— Task directions —
Please write out the final portion of the records below exactly: the line containing "retiro < window_end);", every line after it, and nothing else.

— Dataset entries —
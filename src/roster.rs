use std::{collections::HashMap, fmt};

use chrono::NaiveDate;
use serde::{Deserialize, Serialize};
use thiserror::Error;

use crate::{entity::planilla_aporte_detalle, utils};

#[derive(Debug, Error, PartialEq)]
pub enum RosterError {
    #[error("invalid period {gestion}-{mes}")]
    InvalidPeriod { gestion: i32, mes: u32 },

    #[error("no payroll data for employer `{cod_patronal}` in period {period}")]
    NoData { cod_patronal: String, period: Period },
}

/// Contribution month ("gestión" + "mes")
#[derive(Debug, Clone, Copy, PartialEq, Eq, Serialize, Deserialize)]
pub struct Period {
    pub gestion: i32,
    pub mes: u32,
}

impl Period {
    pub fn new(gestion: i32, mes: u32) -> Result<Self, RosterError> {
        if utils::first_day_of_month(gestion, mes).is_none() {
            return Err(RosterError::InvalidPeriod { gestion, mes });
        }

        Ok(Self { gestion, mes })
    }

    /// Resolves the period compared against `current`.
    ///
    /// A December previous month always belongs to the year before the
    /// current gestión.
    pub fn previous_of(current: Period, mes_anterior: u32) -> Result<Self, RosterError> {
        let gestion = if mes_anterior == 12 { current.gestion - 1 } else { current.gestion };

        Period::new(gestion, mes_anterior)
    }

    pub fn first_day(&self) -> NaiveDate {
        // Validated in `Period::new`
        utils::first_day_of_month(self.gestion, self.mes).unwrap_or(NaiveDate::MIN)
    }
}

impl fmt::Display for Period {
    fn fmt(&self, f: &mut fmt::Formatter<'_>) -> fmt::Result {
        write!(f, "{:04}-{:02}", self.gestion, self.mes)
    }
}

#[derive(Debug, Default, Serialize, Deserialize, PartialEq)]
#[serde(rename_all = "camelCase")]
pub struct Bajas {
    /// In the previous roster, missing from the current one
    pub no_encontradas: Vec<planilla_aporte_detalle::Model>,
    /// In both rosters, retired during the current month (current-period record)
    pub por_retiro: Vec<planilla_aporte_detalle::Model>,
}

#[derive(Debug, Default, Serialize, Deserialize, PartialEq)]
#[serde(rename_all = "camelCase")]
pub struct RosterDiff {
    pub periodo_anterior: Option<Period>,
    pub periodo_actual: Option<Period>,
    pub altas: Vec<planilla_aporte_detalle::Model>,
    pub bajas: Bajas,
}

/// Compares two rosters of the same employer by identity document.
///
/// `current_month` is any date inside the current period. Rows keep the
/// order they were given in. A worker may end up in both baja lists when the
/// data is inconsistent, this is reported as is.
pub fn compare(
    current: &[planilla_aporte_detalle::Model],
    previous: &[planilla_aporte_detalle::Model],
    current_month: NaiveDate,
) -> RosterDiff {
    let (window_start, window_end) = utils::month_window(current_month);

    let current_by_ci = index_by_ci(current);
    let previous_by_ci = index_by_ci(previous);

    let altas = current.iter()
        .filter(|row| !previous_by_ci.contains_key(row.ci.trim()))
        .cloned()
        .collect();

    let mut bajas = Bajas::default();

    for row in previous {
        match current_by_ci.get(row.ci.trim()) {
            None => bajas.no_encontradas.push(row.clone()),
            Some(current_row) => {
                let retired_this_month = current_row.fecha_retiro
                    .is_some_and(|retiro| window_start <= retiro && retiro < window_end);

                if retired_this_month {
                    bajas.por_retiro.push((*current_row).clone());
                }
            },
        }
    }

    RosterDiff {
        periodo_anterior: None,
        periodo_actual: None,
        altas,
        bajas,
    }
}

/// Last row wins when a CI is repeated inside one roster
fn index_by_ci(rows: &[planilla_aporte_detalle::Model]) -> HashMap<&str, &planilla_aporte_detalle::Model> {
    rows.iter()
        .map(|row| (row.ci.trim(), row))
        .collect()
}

— Task output —
                    .is_some_and(|retiro| window_start <= retiro && retiro < window_end);

                if retired_this_month {
                    bajas.por_retiro.push((*current_row).clone());
                }
            },
        }
    }

    RosterDiff {
        periodo_anterior: None,
        periodo_actual: None,
        altas,
        bajas,
    }
}

/// Last row wins when a CI is repeated inside one roster
fn index_by_ci(rows: &[planilla_aporte_detalle::Model]) -> HashMap<&str, &planilla_aporte_detalle::Model> {
    rows.iter()
        .map(|row| (row.ci.trim(), row))
        .collect()
}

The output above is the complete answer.